The Admiralty Circle Plaza, commonly known as the Lekki toll gate, is located in the Eti-Osa Local Government Area of Lagos State in Nigeria. It was established to collect tolls along the 49 km road expansion on Lekki–Eti-Osa Expressway. It is a Public Private Partnership (PPP) agreement between Lagos State's government and Messrs Ikeja Concession Company Limited LCC. The activity commenced at the plaza on 5 January 2011.

It was the site of the Lekki toll gate massacre during the End SARS movement. Following the protests, the toll gate remains inoperational as of 2024.

== The issues on Admiralty Circle Plaza ==
There was a disagreement between the residents of the 3 LGAs where the axis of the Admiralty Circle Toll Plaza was located. They declared that they would not agree to pay the tolls on that road.

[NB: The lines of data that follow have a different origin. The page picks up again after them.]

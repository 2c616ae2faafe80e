// CIT - Capital Income Tax
// Written in 2024 by
//   The CIT developers
//
// To the extent possible under law, the author(s) have dedicated all
// copyright and related and neighboring rights to this software to
// the public domain worldwide. This software is distributed without
// any warranty.
//
// You should have received a copy of the CC0 Public Domain Dedication
// along with this software.
// If not, see <http://creativecommons.org/publicdomain/zero/1.0/>.
//

//! Ledger Input and Output
//!
//! Reads transaction files and writes merged ones. A transaction file looks
//! like
//!
//! ```json
//! {
//!     "Asset": "BTC-USD",
//!     "AssetPriceCurrency": "USD",
//!     "Transactions": [
//!         {"date": "2021-10-12", "amount": 0.5, "market price": 40000, "exchange rate": 9.1}
//!     ]
//! }
//! ```
//!
//! Transactions either carry a market price and exchange rate ("complete"
//! files) or just a date and an amount ("basic" files). For basic files the
//! missing data is looked up from the market data provider, using the
//! `Asset` field as the ticker.
//!

use super::{Ledger, Transaction};
use crate::config::Configuration;
use crate::file::TextFile;
use crate::market_data::{self, PriceSource};
use crate::units::{Amount, Date, Price};
use anyhow::Context;
use log::{debug, info};
use rust_decimal::Decimal;
use serde::{Deserialize, Serialize};
use std::collections::BTreeSet;
use std::{fs, io, path::Path};

static KEY_DATE: &str = "date";
static KEY_AMOUNT: &str = "amount";
static KEY_PRICE: &str = "market price";
static KEY_FX_RATE: &str = "exchange rate";

/// Decimal places kept on load
const AMOUNT_DP: u32 = 6;
const PRICE_DP: u32 = 2;
const FX_RATE_DP: u32 = 2;

/// Which fields the transactions of a file carry
#[derive(Copy, Clone, PartialEq, Eq, Debug)]
pub enum RecordKind {
    /// Only date and amount; prices must be looked up
    Basic,
    /// Date, amount, market price and exchange rate
    Complete,
}

#[derive(Deserialize, Debug)]
struct InputFile {
    #[serde(rename = "Asset")]
    asset: String,
    #[serde(rename = "Transactions")]
    transactions: Vec<serde_json::Map<String, serde_json::Value>>,
}

#[derive(Deserialize, Debug)]
#[serde(deny_unknown_fields)]
struct BasicRecord {
    date: Date,
    amount: Amount,
}

#[derive(Deserialize, Serialize, Debug)]
#[serde(deny_unknown_fields)]
struct CompleteRecord {
    date: Date,
    #[serde(serialize_with = "rust_decimal::serde::float::serialize")]
    amount: Decimal,
    #[serde(rename = "market price")]
    #[serde(serialize_with = "rust_decimal::serde::float::serialize")]
    price: Decimal,
    #[serde(rename = "exchange rate")]
    #[serde(serialize_with = "rust_decimal::serde::float::serialize")]
    fx_rate: Decimal,
}

impl From<CompleteRecord> for Transaction {
    fn from(rec: CompleteRecord) -> Self {
        Transaction {
            date: rec.date,
            amount: rec.amount.into(),
            price: rec.price.into(),
            fx_rate: rec.fx_rate,
        }
    }
}

impl From<&Transaction> for CompleteRecord {
    fn from(tx: &Transaction) -> Self {
        CompleteRecord {
            date: tx.date,
            amount: tx.amount.to_decimal(),
            price: tx.price.to_decimal(),
            fx_rate: tx.fx_rate,
        }
    }
}

/// Determines whether a list of transaction records is basic or complete
///
/// All records of a file must be of the same kind.
pub fn record_kind(
    records: &[serde_json::Map<String, serde_json::Value>],
) -> anyhow::Result<RecordKind> {
    let basic: BTreeSet<&str> = [KEY_DATE, KEY_AMOUNT].into_iter().collect();
    let complete: BTreeSet<&str> = [KEY_DATE, KEY_AMOUNT, KEY_PRICE, KEY_FX_RATE]
        .into_iter()
        .collect();

    let mut kind = None;
    for (idx, record) in records.iter().enumerate() {
        let keys: BTreeSet<&str> = record.keys().map(String::as_str).collect();
        let this_kind = if keys == basic {
            RecordKind::Basic
        } else if keys == complete {
            RecordKind::Complete
        } else {
            return Err(anyhow::Error::msg(format!(
                "Unknown format of transaction data: record {} has fields {:?}; expected either \
                 {:?} or {:?}",
                idx, keys, basic, complete,
            )));
        };
        match kind {
            None => kind = Some(this_kind),
            Some(k) if k == this_kind => {}
            Some(k) => {
                return Err(anyhow::Error::msg(format!(
                    "record {idx} is {this_kind:?} but earlier records are {k:?}"
                )))
            }
        }
    }
    // An empty list is trivially complete; there is nothing to look up
    Ok(kind.unwrap_or(RecordKind::Complete))
}

/// Rounds a transaction to the precision kept in the ledger
fn rounded(tx: Transaction) -> Transaction {
    Transaction {
        date: tx.date,
        amount: tx.amount.round_dp(AMOUNT_DP),
        price: tx.price.round_dp(PRICE_DP),
        fx_rate: tx.fx_rate.round_dp(FX_RATE_DP),
    }
}

/// Fills in market price and exchange rate for basic records
///
/// Prices come from the asset's ticker; exchange rates from the
/// `{domestic}USD=X` ticker, inverted to give domestic currency per dollar.
fn complement_basic(
    asset: &str,
    records: Vec<BasicRecord>,
    domestic_currency: &str,
    source: &dyn PriceSource,
) -> anyhow::Result<Vec<Transaction>> {
    let (first, last) = match (
        records.iter().map(|r| r.date.year()).min(),
        records.iter().map(|r| r.date.year()).max(),
    ) {
        (Some(first), Some(last)) => (first, last),
        _ => return Ok(vec![]),
    };
    let start = Date::start_of_year(first)?;
    let end = Date::end_of_year(last)?;

    let prices = source
        .daily_mids(asset, start, end)
        .with_context(|| format!("getting {asset} prices"))?;
    let fx_ticker = format!("{domestic_currency}USD=X");
    let fx_rates = source
        .daily_mids(&fx_ticker, start, end)
        .and_then(|rates| market_data::invert(&rates))
        .with_context(|| format!("getting {fx_ticker} exchange rates"))?;

    records
        .into_iter()
        .map(|rec| {
            let price = prices
                .get(&rec.date)
                .with_context(|| format!("no {} price for {}", asset, rec.date))?;
            let fx_rate = fx_rates
                .get(&rec.date)
                .with_context(|| format!("no {} exchange rate for {}", fx_ticker, rec.date))?;
            Ok(Transaction {
                date: rec.date,
                amount: rec.amount,
                price: Price::from(*price),
                fx_rate: *fx_rate,
            })
        })
        .collect()
}

/// Reads the transactions of a single input file from JSON data
///
/// The transactions are returned in file order, rounded.
pub fn read_transactions<R: io::Read>(
    reader: R,
    config: &Configuration,
    source: &dyn PriceSource,
) -> anyhow::Result<Vec<Transaction>> {
    let input: InputFile = serde_json::from_reader(reader).context("decoding json")?;
    let kind = record_kind(&input.transactions)?;
    debug!(
        "{} transactions of {} in {:?} format",
        input.transactions.len(),
        input.asset,
        kind
    );

    let transactions = match kind {
        RecordKind::Complete => input
            .transactions
            .into_iter()
            .enumerate()
            .map(|(idx, map)| {
                serde_json::from_value::<CompleteRecord>(serde_json::Value::Object(map))
                    .map(Transaction::from)
                    .with_context(|| format!("decoding transaction {idx}"))
            })
            .collect::<anyhow::Result<Vec<_>>>()?,
        RecordKind::Basic => {
            let records = input
                .transactions
                .into_iter()
                .enumerate()
                .map(|(idx, map)| {
                    serde_json::from_value::<BasicRecord>(serde_json::Value::Object(map))
                        .with_context(|| format!("decoding transaction {idx}"))
                })
                .collect::<anyhow::Result<Vec<_>>>()?;
            complement_basic(&input.asset, records, config.domestic_currency(), source)?
        }
    };
    Ok(transactions.into_iter().map(rounded).collect())
}

/// Reads a single input file
pub fn read_file<P: AsRef<Path>>(
    filepath: P,
    config: &Configuration,
    source: &dyn PriceSource,
) -> anyhow::Result<Vec<Transaction>> {
    let filename = filepath.as_ref().to_string_lossy();
    let fh = fs::File::open(filepath.as_ref())
        .with_context(|| format!("Input file \"{filename}\" doesn't exist or can't be opened"))?;
    read_transactions(io::BufReader::new(fh), config, source)
        .with_context(|| format!("reading transactions from {filename}"))
}

/// Reads several input files, resolved against the configured data directory,
/// and merges them into a single ledger
pub fn load_ledger<S: AsRef<str>>(
    files: &[S],
    config: &Configuration,
    source: &dyn PriceSource,
) -> anyhow::Result<Ledger> {
    let mut ledger = Ledger::new();
    for file in files {
        let path = config.input_path(file.as_ref());
        let transactions = read_file(&path, config, source)?;
        info!(
            "Read {} transactions from {}",
            transactions.len(),
            path.to_string_lossy()
        );
        ledger.extend(transactions);
    }
    Ok(ledger)
}

#[derive(Serialize)]
struct OutputFile<'a> {
    #[serde(rename = "_comment")]
    comment: &'static str,
    #[serde(rename = "Asset")]
    asset: &'static str,
    #[serde(rename = "AssetPriceCurrency")]
    asset_price_currency: &'a str,
    #[serde(rename = "Transactions")]
    transactions: Vec<CompleteRecord>,
}

/// Encodes a ledger as a complete transaction file
pub fn to_json(ledger: &Ledger, config: &Configuration) -> anyhow::Result<String> {
    let output = OutputFile {
        comment: "Auto-generated JSON for FX transactions",
        asset: "N/A",
        asset_price_currency: config.domestic_currency(),
        transactions: ledger.iter().map(CompleteRecord::from).collect(),
    };
    serde_json::to_string_pretty(&output).context("encoding ledger as json")
}

/// Writes a ledger out as a complete transaction file
///
/// Refuses to overwrite an existing file.
pub fn export_json<P: AsRef<Path>>(
    ledger: &Ledger,
    path: P,
    config: &Configuration,
) -> anyhow::Result<()> {
    let json = to_json(ledger, config)?;
    let mut file = TextFile::create(path, "for exported transactions")?;
    writeln!(file, "{}", json)?;
    file.finish()
}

They also complained that no alternative routes were provided while the construction of the toll plazas were going on. But this was refuted by the MD of Lekki Concession Company Limited (LCC), Mr Opuiyo Oforiokuma who stated that a by-pass was created for the motorists to cut off the expressway into Yesufu Abiodun Oniru Road down to City of David Church and to the Market, then connect back to the expressway.

However, the then Governor of Lagos State, Babatunde Fashola stopped the collection of tolls on the road on December 29, 2010, when the residents kept complaining. But the collection was approved again on November 14, 2011 by the Governor when the State House of Assembly presented its 2012 budget.

The toll was reviewed on February 1, 2018. The residents of the Eti-Osa Development Forum protest against the new tariff. The motorists who did not want to pay the new tariff were advised to sign up for the electronic tags (e-Tag). Those who signed up were given a 10% discount, which was liable to increase up to a 50% discount depending on how many times the motorists used the road.

== The reviewed tariff at the Admiralty Circle Toll Plaza ==
The owners of Saloon cars were rated:

From N120 at the Admiralty toll gate to pay N200

From N250 at the Ikoyi Link Bridge toll gate to pay N300

Buses:

From N80 to pay N100

SUVs:

From N150 at Admiralty toll gate to pay N250 and

From N300 at the Link Bridge to pay N400.